Alberto – O projeto original do governo previa acelerar ainda mais, através de mecanismos administrativos, o perdimento de bens. Especialmente, por exemplo, a Receita, que fez a Operação Carbono. Pareceu uma resposta a essa operação. Se a Receita conseguiu apreender vários navios, e botar já para vender, você não tem como guardar. Navios, fazendas… é muito patrimônio. O Brasil já avançou bastante nesse tema, mas o projeto original do governo aceleraria ainda mais o processo de perdimento de bens. O substitutivo, por outro lado, transfere tudo para a Justiça por meio de uma ação que pode demorar anos (ninguém sabe exatamente quanto) até autorizar a venda dos bens.

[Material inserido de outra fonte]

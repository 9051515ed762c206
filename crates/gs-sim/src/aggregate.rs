//! Per-pixel switch-off aggregation.

use gs_core::{PixelIndex, PixelRecord, SiteSet};

use crate::PixelMap;

/// Traffic and radio summary of one affected pixel after a switch-off.
///
/// Invariants: `coverage_loss` holds iff no surviving sector carries
/// traffic, and `offload_coefficient` is `Some` iff `!coverage_loss`.
#[derive(Copy, Clone, Debug, PartialEq)]
pub struct SwitchOffAggregate {
    pub pixel_index:               PixelIndex,
    /// Demand carried by the removed sectors.
    pub traffic_switched_off:      f64,
    /// Demand carried by the sectors that stay on air.
    pub traffic_remaining:         f64,
    /// `(switched_off + remaining) / remaining`.
    pub offload_coefficient:       Option<f64>,
    pub coverage_loss:             bool,
    /// Sample-weighted RSRP over surviving sectors.
    pub reallocated_signal_level:  Option<f64>,
    /// Sample-weighted CQI over surviving sectors.
    pub reallocated_quality_index: Option<f64>,
}

/// Aggregates for every affected pixel, ordered by pixel index.
#[derive(Clone, Debug, Default)]
pub struct SwitchOffTable {
    rows:  Vec<SwitchOffAggregate>,
    index: PixelMap<usize>,
}

impl SwitchOffTable {
    fn from_rows(rows: Vec<SwitchOffAggregate>) -> Self {
        let index = rows.iter().enumerate().map(|(i, r)| (r.pixel_index, i)).collect();
        Self { rows, index }
    }

    pub fn get(&self, pixel: &PixelIndex) -> Option<&SwitchOffAggregate> {
        self.index.get(pixel).map(|&i| &self.rows[i])
    }

    pub fn len(&self) -> usize {
        self.rows.len()
    }

    pub fn is_empty(&self) -> bool {
        self.rows.is_empty()
    }

    pub fn iter(&self) -> std::slice::Iter<'_, SwitchOffAggregate> {
        self.rows.iter()
    }

    pub fn as_slice(&self) -> &[SwitchOffAggregate] {
        &self.rows
    }

    pub fn coverage_loss_count(&self) -> usize {
        self.rows.iter().filter(|r| r.coverage_loss).count()
    }
}

impl<'a> IntoIterator for &'a SwitchOffTable {
    type Item = &'a SwitchOffAggregate;
    type IntoIter = std::slice::Iter<'a, SwitchOffAggregate>;

    fn into_iter(self) -> Self::IntoIter {
        self.rows.iter()
    }
}

// ── Aggregation ───────────────────────────────────────────────────────────────

/// Build the switch-off table for `records`.
///
/// Only pixels with at least one record from a site in `sites` are
/// aggregated; records on other pixels are ignored.  An empty `sites`
/// yields an empty table.
pub fn aggregate_switch_off(records: &[PixelRecord], sites: &SiteSet) -> SwitchOffTable {
    if sites.is_empty() {
        return SwitchOffTable::default();
    }

    let mut groups: PixelMap<Vec<&PixelRecord>> = PixelMap::default();
    for record in records {
        groups.entry(record.pixel_index).or_default().push(record);
    }

    let mut affected: Vec<(PixelIndex, Vec<&PixelRecord>)> = groups
        .into_iter()
        .filter(|(_, rs)| rs.iter().any(|r| sites.contains(&r.site_id)))
        .collect();
    affected.sort_unstable_by_key(|(pixel, _)| *pixel);

    #[cfg(not(feature = "parallel"))]
    let rows: Vec<SwitchOffAggregate> = affected
        .iter()
        .map(|(pixel, rs)| aggregate_pixel(*pixel, rs, sites))
        .collect();

    #[cfg(feature = "parallel")]
    let rows: Vec<SwitchOffAggregate> = {
        use rayon::prelude::*;
        affected
            .par_iter()
            .map(|(pixel, rs)| aggregate_pixel(*pixel, rs, sites))
            .collect()
    };

    SwitchOffTable::from_rows(rows)
}

fn aggregate_pixel(pixel: PixelIndex, records: &[&PixelRecord], sites: &SiteSet) -> SwitchOffAggregate {
    let mut switched_off = 0.0;
    let mut remaining = 0.0;
    let mut signal = WeightedMean::default();
    let mut quality = WeightedMean::default();

    for r in records {
        let demand = r.served_demand.unwrap_or(0.0);
        if sites.contains(&r.site_id) {
            switched_off += demand;
        } else {
            remaining += demand;
            signal.push(r.signal_level, r.sample_count);
            quality.push(r.quality_index, r.sample_count);
        }
    }

    // Negative or NaN remaining demand is treated like zero.
    let coverage_loss = !(remaining > 0.0);
    let offload_coefficient = (!coverage_loss).then(|| (switched_off + remaining) / remaining);

    SwitchOffAggregate {
        pixel_index: pixel,
        traffic_switched_off: switched_off,
        traffic_remaining: remaining,
        offload_coefficient,
        coverage_loss,
        reallocated_signal_level: signal.value(),
        reallocated_quality_index: quality.value(),
    }
}

/// `Σ(v·n) / Σ(n)` over entries that have both a value and a positive count.
#[derive(Default)]
struct WeightedMean {
    num: f64,
    den: f64,
}

impl WeightedMean {
    fn push(&mut self, value: Option<f64>, count: Option<u32>) {
        match (value, count) {
            (Some(v), Some(n)) if n > 0 && v.is_finite() => {
                self.num += v * f64::from(n);
                self.den += f64::from(n);
            }
            _ => {}
        }
    }

    fn value(&self) -> Option<f64> {
        (self.den > 0.0).then(|| self.num / self.den)
    }
}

Guaracy – O estado não pode bloquear os bens de alguém fora do país, não pode bloquear fora do estado, é o judiciário normalmente que bloqueia. Os juízes que precisam determinar se os bens vão ser bloqueados ou não. Não pode simplesmente a autoridade policial decidir e bloquear os bens. Quais desafios operacionais isso traz para polícias estaduais em operações locais contra milícias ou paramilitares? Não sei se isso traz nenhum problema.
IstoÉ – A tentativa de equiparar facções criminosas a grupos terroristas foi barrada na votação. Essa associação seria prejudicial para o combate ao crime organizado, ou poderia trazer ferramentas jurídicas úteis, como as da Lei Antiterrorismo?

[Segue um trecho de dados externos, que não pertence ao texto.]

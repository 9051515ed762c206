//! Point samples to grid cells.

use gs_core::{BoundingBox, GeoSample};

use crate::grid::{GeoTransform, GridSpec, RasterGrid};
use crate::{RasterError, RasterResult};

/// Round to two decimals, half away from zero.
#[inline]
fn round2(v: f64) -> f64 {
    (v * 100.0).round() / 100.0
}

/// Burn `samples` into a new grid described by `spec`.
///
/// Samples without a finite value are dropped first.  The grid extent is
/// the bounding box of what remains; each sample writes its rounded value
/// into the cell containing it, later samples overwriting earlier ones.
///
/// Fails with [`RasterError::DegenerateInput`] when fewer than two samples
/// remain or they span zero width or height.
pub fn rasterize(samples: &[GeoSample], spec: &GridSpec) -> RasterResult<RasterGrid> {
    spec.validate()?;

    let valid: Vec<(f64, f64, f64)> = samples
        .iter()
        .filter_map(|s| s.value.filter(|v| v.is_finite()).map(|v| (s.lon, s.lat, round2(v))))
        .filter(|(lon, lat, _)| lon.is_finite() && lat.is_finite())
        .collect();

    if valid.len() <= 1 {
        return Err(RasterError::DegenerateInput(format!(
            "{} valid sample(s) out of {}",
            valid.len(),
            samples.len()
        )));
    }

    let bbox = BoundingBox::from_points(valid.iter().map(|&(lon, lat, _)| (lon, lat)))
        .ok_or_else(|| RasterError::DegenerateInput("no samples".to_owned()))?;
    if bbox.is_degenerate() {
        return Err(RasterError::DegenerateInput(format!(
            "zero-area extent {:.6}x{:.6} deg",
            bbox.width(),
            bbox.height()
        )));
    }

    let res = spec.resolution_degrees();
    let cols = (bbox.width() / res).ceil() as usize;
    let rows = (bbox.height() / res).ceil() as usize;
    let transform = GeoTransform::from_origin(bbox.xmin, bbox.ymax, res);

    let mut grid = RasterGrid::filled(cols, rows, transform, spec.spatial_ref, spec.no_data);
    for &(lon, lat, value) in &valid {
        let (col, row) = transform.cell_of(lon, lat, cols, rows);
        grid.set(col, row, value as f32);
    }

    tracing::debug!(
        samples = samples.len(),
        valid = valid.len(),
        cols,
        rows,
        res,
        "rasterized"
    );
    Ok(grid)
}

Melina – A Lei Antiterrorismo deixa claro que a motivação tem que ser ideológica ou política. Já a Lei de Crime Organizado foca na motivação de lucro. Quando olho para esses grupos, o que os move não é ideologia, é claramente motivação financeira e busca por lucro próprio. Por isso, acho que não devemos mesclar essas duas leis, porque isso pode trazer consequências muito mais graves.
Alberto – Esse debate é totalmente equivocado. Felizmente o governo e a oposição perceberam isso, tanto que o próprio presidente da casa não autorizou. Isso está inserido em uma discussão geopolítica. O Equador, por exemplo, acabou de recusar a entrada de bases americanas, e isso está gerando muito questionamento na Argentina. A gente precisa de cooperação internacional, dos EUA, no combate à lavagem de dinheiro, no combate ao tráfico de armas.
Guaracy – Não tem sentido isso. Crime é uma coisa, terrorismo é outra. Por exemplo, o Brasil não reconhece o Hezbollah como organização terrorista. Porque eles não interferem no Brasil. Eles estão em uma disputa. O Hezbollah é uma disputa local com os soldados espanhóis. É um estado diferente, né? É uma disputa local. Não reconhecíamos como organização terrorista. Essa equiparação está na moda porque a “besta americana” [Donald Trump] coloca traficantes como terroristas. O que ele está fazendo, na verdade, é matança sem autorização.